I have the following data asset that I'd like to l...
# ask-community
p
I have the following data asset that I'd like to load into a postgres database. What would be the easiest way for me to do this? I've been searching for similar posts here and it seems like a custom I/O Manager and/or TypeHandler may be required? Hoping there is a more straightforward way to achieve this though.
Copy code
@asset
def medi_cal_ffs_source_data(context):
    """Retrieve the latest DHCS Medi-Cal fee-for-service CSV and return DataFrame"""
    url = "<https://geohub-cadhcs.hub.arcgis.com/datasets/CADHCS::medi-cal-ffs-provider-listing.csv>"
    df = pd.read_csv(url)
    return Output(value=df)
t
Hi!
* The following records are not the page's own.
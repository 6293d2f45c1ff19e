//! Local network facts: gateway and local address for the disruption
//! protection policy, interface MACs for the scanning host itself

use log::debug;
use std::collections::HashMap;
use std::net::{IpAddr, Ipv4Addr, UdpSocket};
use std::time::Duration;
use tokio::process::Command;

const IP_ADDR_TIMEOUT: Duration = Duration::from_secs(2);

/// Address of the default gateway, if one can be found.
///
/// Reads `ip route show default` and falls back to `route -n`.
pub async fn detect_gateway() -> Option<Ipv4Addr> {
    if let Ok(output) = Command::new("ip").args(["route", "show", "default"]).output().await {
        if let Some(gw) = parse_ip_route(&String::from_utf8_lossy(&output.stdout)) {
            return Some(gw);
        }
    }

    match Command::new("route").arg("-n").output().await {
        Ok(output) => parse_route_table(&String::from_utf8_lossy(&output.stdout)),
        Err(e) => {
            debug!("gateway detection failed: {}", e);
            None
        }
    }
}

/// Primary local IPv4 address, found by routing a UDP socket outward.
/// No packet is sent.
pub fn detect_local_ip() -> Option<Ipv4Addr> {
    let socket = UdpSocket::bind("0.0.0.0:0").ok()?;
    socket.connect("8.8.8.8:80").ok()?;
    match socket.local_addr().ok()?.ip() {
        IpAddr::V4(ip) if !ip.is_unspecified() => Some(ip),
        _ => None,
    }
}

/// The /24 network around `ip`, e.g. `192.168.1.0/24`
pub fn local_slash24(ip: Ipv4Addr) -> String {
    let [a, b, c, _] = ip.octets();
    format!("{}.{}.{}.0/24", a, b, c)
}

/// `default via 192.168.1.1 dev eth0 ...`
pub fn parse_ip_route(text: &str) -> Option<Ipv4Addr> {
    text.lines().find_map(|line| {
        let mut tokens = line.split_whitespace();
        tokens.find(|t| *t == "via")?;
        tokens.next()?.parse().ok()
    })
}

/// Kernel routing table as printed by `route -n`; the gateway column of
/// the `0.0.0.0` destination row.
pub fn parse_route_table(text: &str) -> Option<Ipv4Addr> {
    text.lines().find_map(|line| {
        let cols: Vec<&str> = line.split_whitespace().collect();
        match cols.as_slice() {
            ["0.0.0.0", gw, ..] => gw.parse().ok().filter(|ip: &Ipv4Addr| !ip.is_unspecified()),
            _ => None,
        }
    })
}

/// MAC address of every local interface carrying an IPv4 address, from
/// `ip addr show`. Empty when the command is unavailable.
pub async fn local_interface_macs() -> HashMap<Ipv4Addr, String> {
    let output = tokio::time::timeout(IP_ADDR_TIMEOUT, Command::new("ip").args(["addr", "show"]).output()).await;
    match output {
        Ok(Ok(output)) if output.status.success() => parse_ip_addr(&String::from_utf8_lossy(&output.stdout)),
        Ok(Ok(output)) => {
            debug!("ip addr show exited with {}", output.status);
            HashMap::new()
        }
        Ok(Err(e)) => {
            debug!("interface lookup failed: {}", e);
            HashMap::new()
        }
        Err(_) => {
            debug!("interface lookup timed out");
            HashMap::new()
        }
    }
}

/// Map each `inet` address to the `link/ether` MAC of its interface block
pub fn parse_ip_addr(text: &str) -> HashMap<Ipv4Addr, String> {
    let mut macs = HashMap::new();
    let mut current_mac: Option<String> = None;

    for line in text.lines() {
        // interface headers start at column 0: `2: eth0: <...>`
        if !line.starts_with(char::is_whitespace) {
            current_mac = None;
            continue;
        }

        let mut tokens = line.split_whitespace();
        match tokens.next() {
            Some("link/ether") => current_mac = tokens.next().map(str::to_ascii_uppercase),
            Some("inet") => {
                let addr = tokens.next().and_then(|cidr| cidr.split('/').next());
                if let (Some(ip), Some(mac)) = (addr.and_then(|a| a.parse().ok()), current_mac.as_ref()) {
                    macs.insert(ip, mac.clone());
                }
            }
            _ => {}
        }
    }
    macs
}

/// Vendor of well-known virtual NIC prefixes
pub fn virtual_nic_vendor(mac: &str) -> Option<&'static str> {
    let prefix = mac.get(..8)?.to_ascii_uppercase();
    match prefix.as_str() {
        "00:0C:29" | "00:50:56" => Some("VMware"),
        "08:00:27" => Some("VirtualBox"),
        _ => None,
    }
}
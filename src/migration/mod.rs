//! Target-platform migration service integration.
//!
//! The migration service does the actual data transfer; this crate only
//! starts migrations, polls their status and fetches log locations.
//! [`MigrationApi`] is the seam: the supervisor drives any
//! implementation, which keeps the orchestration logic testable without
//! a network.

mod api;
mod client;
mod supervisor;

pub use api::{MigrationApi, MigrationState, MigrationStatus, StartMigrationRequest};
pub use client::GithubMigrationClient;
pub use supervisor::{RunReport, Supervisor, WaitOptions};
I saw the issue you raised and wanted to say thank you! Issues are an important way to collect user feedback. Now, re: your question You can create a super lightweight resource that wraps around SQLAlchemy or another lib that'll let you write to your Postgres database and then use that to write to the db rather than using an i/o manager
p
Thank you for the help! I'll review this resource doc and see if I can piece things together.
t
Oh, hmm, might've sent you the wrong link, I'd recommend looking at this one instead: https://docs.dagster.io/concepts/resources#defining-resources-which-require-state
👍 1
Here's an incomplete code snippet to help give some direction:
Copy code
from dagster import asset, ResourceParam, ConfigurableResource, asset

class PostgresResource(ConfigurableResource):
    username: str
    password: str
    host: str

    def get_client(self):
        return new SQLAlchemyGeneratorwahtever(self.username, self.password, self.host)


@asset(
    required_resource_keys={"postgres"}
)
def medi_cal_ffs_source_data(conn: PostgresResource):
    """Retrieve the latest DHCS Medi-Cal fee-for-service CSV and return DataFrame"""
    url = "<https://geohub-cadhcs.hub.arcgis.com/datasets/CADHCS::medi-cal-ffs-provider-listing.csv>"
    df = pd.read_csv(url)
    df.to_sql("table_name", conn.get_client())
💯 1
p
Thanks for sharing this!
e
Would it be possible to do something like this?
Copy code
class PostgresResource(ConfigurableResource):
    _pool: Pool
    _schema: str
where pool is the database client
so then in my asset I can do:
Copy code
async with postgres._pool.acquire() as conn:
     conn.execute(...)